# MuData nuances#

This is the sharp bits page for mudata, which provides information on the nuances when working with MuData objects.

First, install and import mudata and other libraries.

[1]:

! pip install mudata

[2]:

import mudata as md
from mudata import MuData, AnnData

[3]:

import numpy as np
import pandas as pd


Prepare some simple AnnData objects:

[4]:

n, d1, d2, k = 1000, 100, 200, 10

np.random.seed(1)
z = np.random.normal(loc=np.arange(k), scale=np.arange(k)*2, size=(n,k))
w1 = np.random.normal(size=(d1,k))
w2 = np.random.normal(size=(d2,k))

mod1 = AnnData(X=np.dot(z, w1.T))
mod2 = AnnData(X=np.dot(z, w2.T))


## Variable names#

*NB: It is best to keep variable names unique across all the modalities. This will help to avoid ambiguity as well as performance of some functionality such as updating (see below).*

MuData is designed with features (variables) being different in different modalities in mind. Hence their names should be unique and different between modalities. In other words, .var_names are checked for uniqueness across modalities.

This behaviour ensures all the functions are easy to reason about. For instance, if there is a var_name that is present in both modalities, what happens during plotting a joint embedding from .obsm coloured by this var_name is not strictly defined.

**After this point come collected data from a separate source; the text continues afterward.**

//! Provider configuration.
//!
//! The host passes the `provider` block as JSON to
//! [`ProviderService::configure`](crate::ProviderService::configure). It is
//! decoded here into [`ProviderConfig`]; every field has a default so an empty
//! object is a valid configuration.
//!
//! ```json
//! {
//!   "region": "us-west-2",
//!   "timeouts": { "create": 600, "delete": 600, "operation": 60 },
//!   "polling": { "initial_delay_ms": 500, "max_delay_ms": 10000, "multiplier": 2.0 }
//! }
//! ```

use std::time::Duration;

use serde::{Deserialize, Serialize};
use serde_json::Value;

use crate::error::ProviderError;
use crate::schema::{Attribute, AttributeFlags, AttributeType, Block, NestedBlock, Schema};
use crate::wait::Backoff;

/// Region used when neither configuration nor environment name one.
pub const DEFAULT_REGION: &str = "us-east-1";

/// Largest accepted `polling.multiplier`.
pub const MAX_MULTIPLIER: f64 = 10.0;

/// Largest accepted timeout, one week.
pub const MAX_TIMEOUT_SECS: u64 = 7 * 24 * 60 * 60;

/// Decoded provider configuration.
#[derive(Debug, Clone, PartialEq, Serialize, Deserialize)]
#[serde(deny_unknown_fields)]
pub struct ProviderConfig {
    /// AWS region every client talks to.
    #[serde(default = "default_region")]
    pub region: String,
    /// Deadlines for lifecycle operations.
    #[serde(default)]
    pub timeouts: Timeouts,
    /// Poll settings for waiting on remote state transitions.
    #[serde(default)]
    pub polling: Polling,
}

impl Default for ProviderConfig {
    fn default() -> Self {
        Self {
            region: default_region(),
            timeouts: Timeouts::default(),
            polling: Polling::default(),
        }
    }
}

impl ProviderConfig {
    /// Decode configuration from the host's JSON.
    ///
    /// `null` is treated as an empty object.
    pub fn from_value(value: Value) -> Result<Self, ProviderError> {
        let value = if value.is_null() {
            Value::Object(Default::default())
        } else {
            value
        };
        let config: Self = serde_json::from_value(value)
            .map_err(|e| ProviderError::Configuration(e.to_string()))?;
        config.check()?;
        Ok(config)
    }

    /// Schema of the provider block.
    pub fn schema() -> Schema {
        Schema::v0()
            .with_attribute(
                "region",
                Attribute::optional_string()
                    .with_description("AWS region; falls back to AWS_REGION, then us-east-1"),
            )
            .with_block(
                "timeouts",
                NestedBlock::single(
                    Block::new()
                        .with_attribute("create", optional_int())
                        .with_attribute("delete", optional_int())
                        .with_attribute("operation", optional_int()),
                ),
            )
            .with_block(
                "polling",
                NestedBlock::single(
                    Block::new()
                        .with_attribute("initial_delay_ms", optional_int())
                        .with_attribute("max_delay_ms", optional_int())
                        .with_attribute(
                            "multiplier",
                            Attribute::new(AttributeType::Float64, AttributeFlags::optional()),
                        ),
                ),
            )
    }

    fn check(&self) -> Result<(), ProviderError> {
        if self.region.is_empty() {
            return Err(ProviderError::Configuration(
                "region must not be empty".to_string(),
            ));
        }
        let multiplier = self.polling.multiplier;
        if !(1.0..=MAX_MULTIPLIER).contains(&multiplier) {
            return Err(ProviderError::Configuration(format!(
                "polling.multiplier must be between 1.0 and {}, got {}",
                MAX_MULTIPLIER, multiplier
            )));
        }
        for (key, secs) in [
            ("create", self.timeouts.create),
            ("delete", self.timeouts.delete),
            ("operation", self.timeouts.operation),
        ] {
            if secs > MAX_TIMEOUT_SECS {
                return Err(ProviderError::Configuration(format!(
                    "timeouts.{} must be at most {} seconds, got {}",
                    key, MAX_TIMEOUT_SECS, secs
                )));
            }
        }
        if self.polling.initial_delay_ms > self.polling.max_delay_ms {
            return Err(ProviderError::Configuration(
                "polling.initial_delay_ms must not exceed polling.max_delay_ms".to_string(),
            ));
        }
        Ok(())
    }

    /// Backoff used while waiting on a state transition.
    pub fn backoff(&self) -> Backoff {
        Backoff {
            initial_delay: Duration::from_millis(self.polling.initial_delay_ms),
            max_delay: Duration::from_millis(self.polling.max_delay_ms),
            multiplier: self.polling.multiplier,
        }
    }
}

fn optional_int() -> Attribute {
    Attribute::new(AttributeType::Int64, AttributeFlags::optional())
}

fn default_region() -> String {
    std::env::var("AWS_REGION")
        .or_else(|_| std::env::var("AWS_DEFAULT_REGION"))
        .ok()
        .filter(|r| !r.is_empty())
        .unwrap_or_else(|| DEFAULT_REGION.to_string())
}

/// Operation deadlines, in seconds.
#[derive(Debug, Clone, Copy, PartialEq, Eq, Serialize, Deserialize)]
#[serde(default, deny_unknown_fields)]
pub struct Timeouts {
    /// Upper bound on create, including the wait for the resource to settle.
    pub create: u64,
    /// Upper bound on delete, including the wait for the resource to go away.
    pub delete: u64,
    /// Deadline for any single remote call.
    pub operation: u64,
}

impl Default for Timeouts {
    fn default() -> Self {
        Self {
            create: 600,
            delete: 600,
            operation: 60,
        }
    }
}

impl Timeouts {
    /// Create deadline.
    pub fn create(&self) -> Duration {
        Duration::from_secs(self.create)
    }

    /// Delete deadline.
    pub fn delete(&self) -> Duration {
        Duration::from_secs(self.delete)
    }

    /// Per-call deadline.
    pub fn operation(&self) -> Duration {
        Duration::from_secs(self.operation)
    }
}

/// Poll settings for state transitions.
#[derive(Debug, Clone, Copy, PartialEq, Serialize, Deserialize)]
#[serde(default, deny_unknown_fields)]
pub struct Polling {
    /// First delay between polls.
    pub initial_delay_ms: u64,
    /// Ceiling for the delay between polls.
    pub max_delay_ms: u64,
    /// Growth factor applied after every unsuccessful poll.
    pub multiplier: f64,
}

impl Default for Polling {
    fn default() -> Self {
        Self {
            initial_delay_ms: 500,
            max_delay_ms: 10_000,
            multiplier: 2.0,
        }
    }
}

#[cfg(test)]
mod tests {
    use super::*;
    use serde_json::json;

    #[test]
    fn test_defaults_from_empty_object() {
        let config = ProviderConfig::from_value(json!({"region": "eu-west-1"})).unwrap();
        assert_eq!(config.region, "eu-west-1");
        assert_eq!(config.timeouts, Timeouts::default());
        assert_eq!(config.polling, Polling::default());
        assert_eq!(config.timeouts.create(), Duration::from_secs(600));
    }

    #[test]
    fn test_null_is_empty_config() {
        let config = ProviderConfig::from_value(Value::Null).unwrap();
        assert!(!config.region.is_empty());
    }

    #[test]
    fn test_partial_nested_sections() {
        let config = ProviderConfig::from_value(json!({
            "region": "us-west-2",
            "timeouts": {"create": 5},
            "polling": {"initial_delay_ms": 1, "max_delay_ms": 4}
        }))
        .unwrap();

        assert_eq!(config.timeouts.create, 5);
        assert_eq!(config.timeouts.delete, 600);
        assert_eq!(config.polling.multiplier, 2.0);

        let backoff = config.backoff();
        assert_eq!(backoff.initial_delay, Duration::from_millis(1));
        assert_eq!(backoff.max_delay, Duration::from_millis(4));
    }

    #[test]
    fn test_unknown_keys_rejected() {
        let err = ProviderConfig::from_value(json!({"regoin": "us-west-2"})).unwrap_err();
        assert!(matches!(err, ProviderError::Configuration(_)));
        assert!(err.message().contains("regoin"));
    }

    #[test]
    fn test_inconsistent_polling_rejected() {
        let err = ProviderConfig::from_value(json!({
            "region": "us-west-2",
            "polling": {"initial_delay_ms": 100, "max_delay_ms": 10}
        }))
        .unwrap_err();
        assert!(err.message().contains("initial_delay_ms"));

        let err = ProviderConfig::from_value(json!({
            "region": "us-west-2",
            "polling": {"multiplier": 0.5}
        }))
        .unwrap_err();
        assert!(err.message().contains("multiplier"));
    }

    #[test]
    fn test_out_of_range_multiplier_rejected() {
        for multiplier in [1e300, 10.5] {
            let err = ProviderConfig::from_value(json!({
                "region": "us-west-2",
                "polling": {"multiplier": multiplier}
            }))
            .unwrap_err();
            assert!(err.message().contains("between 1.0 and 10"), "{}", err);
        }

        let config = ProviderConfig {
            polling: Polling {
                multiplier: f64::NAN,
                ..Polling::default()
            },
            ..ProviderConfig::from_value(json!({"region": "us-west-2"})).unwrap()
        };
        assert!(config.check().is_err());
    }

    #[test]
    fn test_huge_timeouts_rejected() {
        let err = ProviderConfig::from_value(json!({
            "region": "us-west-2",
            "timeouts": {"delete": 9_223_372_036_854_775_807u64}
        }))
        .unwrap_err();
        assert!(err.message().contains("timeouts.delete"), "{}", err);

        let config = ProviderConfig::from_value(json!({
            "region": "us-west-2",
            "timeouts": {"create": MAX_TIMEOUT_SECS}
        }))
        .unwrap();
        assert_eq!(config.timeouts.create, MAX_TIMEOUT_SECS);
    }

    #[test]
    fn test_empty_region_rejected() {
        assert!(ProviderConfig::from_value(json!({"region": ""})).is_err());
    }
}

Nevertheless, MuData can accommodate modalities with duplicated .var_names. For the typical workflows, we recommend renaming them manually or calling .var_names_make_unique().

[5]:

mdata = MuData({"mod1": mod1, "mod2": mod2})
print(mdata.var_names)
mdata.var_names_make_unique()
print(mdata.var_names)

Index(['0', '1', '2', '3', '4', '5', '6', '7', '8', '9',
...
'190', '191', '192', '193', '194', '195', '196', '197', '198', '199'],
dtype='object', length=300)
Index(['mod1:0', 'mod1:1', 'mod1:2', 'mod1:3', 'mod1:4', 'mod1:5', 'mod1:6',
'mod1:7', 'mod1:8', 'mod1:9',
...
'mod2:190', 'mod2:191', 'mod2:192', 'mod2:193', 'mod2:194', 'mod2:195',
'mod2:196', 'mod2:197', 'mod2:198', 'mod2:199'],
dtype='object', length=300)

/usr/local/opt/python@3.8/Frameworks/Python.framework/Versions/3.8/lib/python3.8/site-packages/mudata/_core/mudata.py:404: UserWarning: Cannot join columns with the same name because var_names are intersecting.
warnings.warn(
/usr/local/opt/python@3.8/Frameworks/Python.framework/Versions/3.8/lib/python3.8/site-packages/mudata/_core/mudata.py:852: UserWarning: Modality names will be prepended to var_names since there are identical var_names in different modalities.
warnings.warn(


### Variable names in AnnData objects#

In the example above it is worth pointing out that .var_names_make_unique() is an in-place operation, just as the same method is in anndata.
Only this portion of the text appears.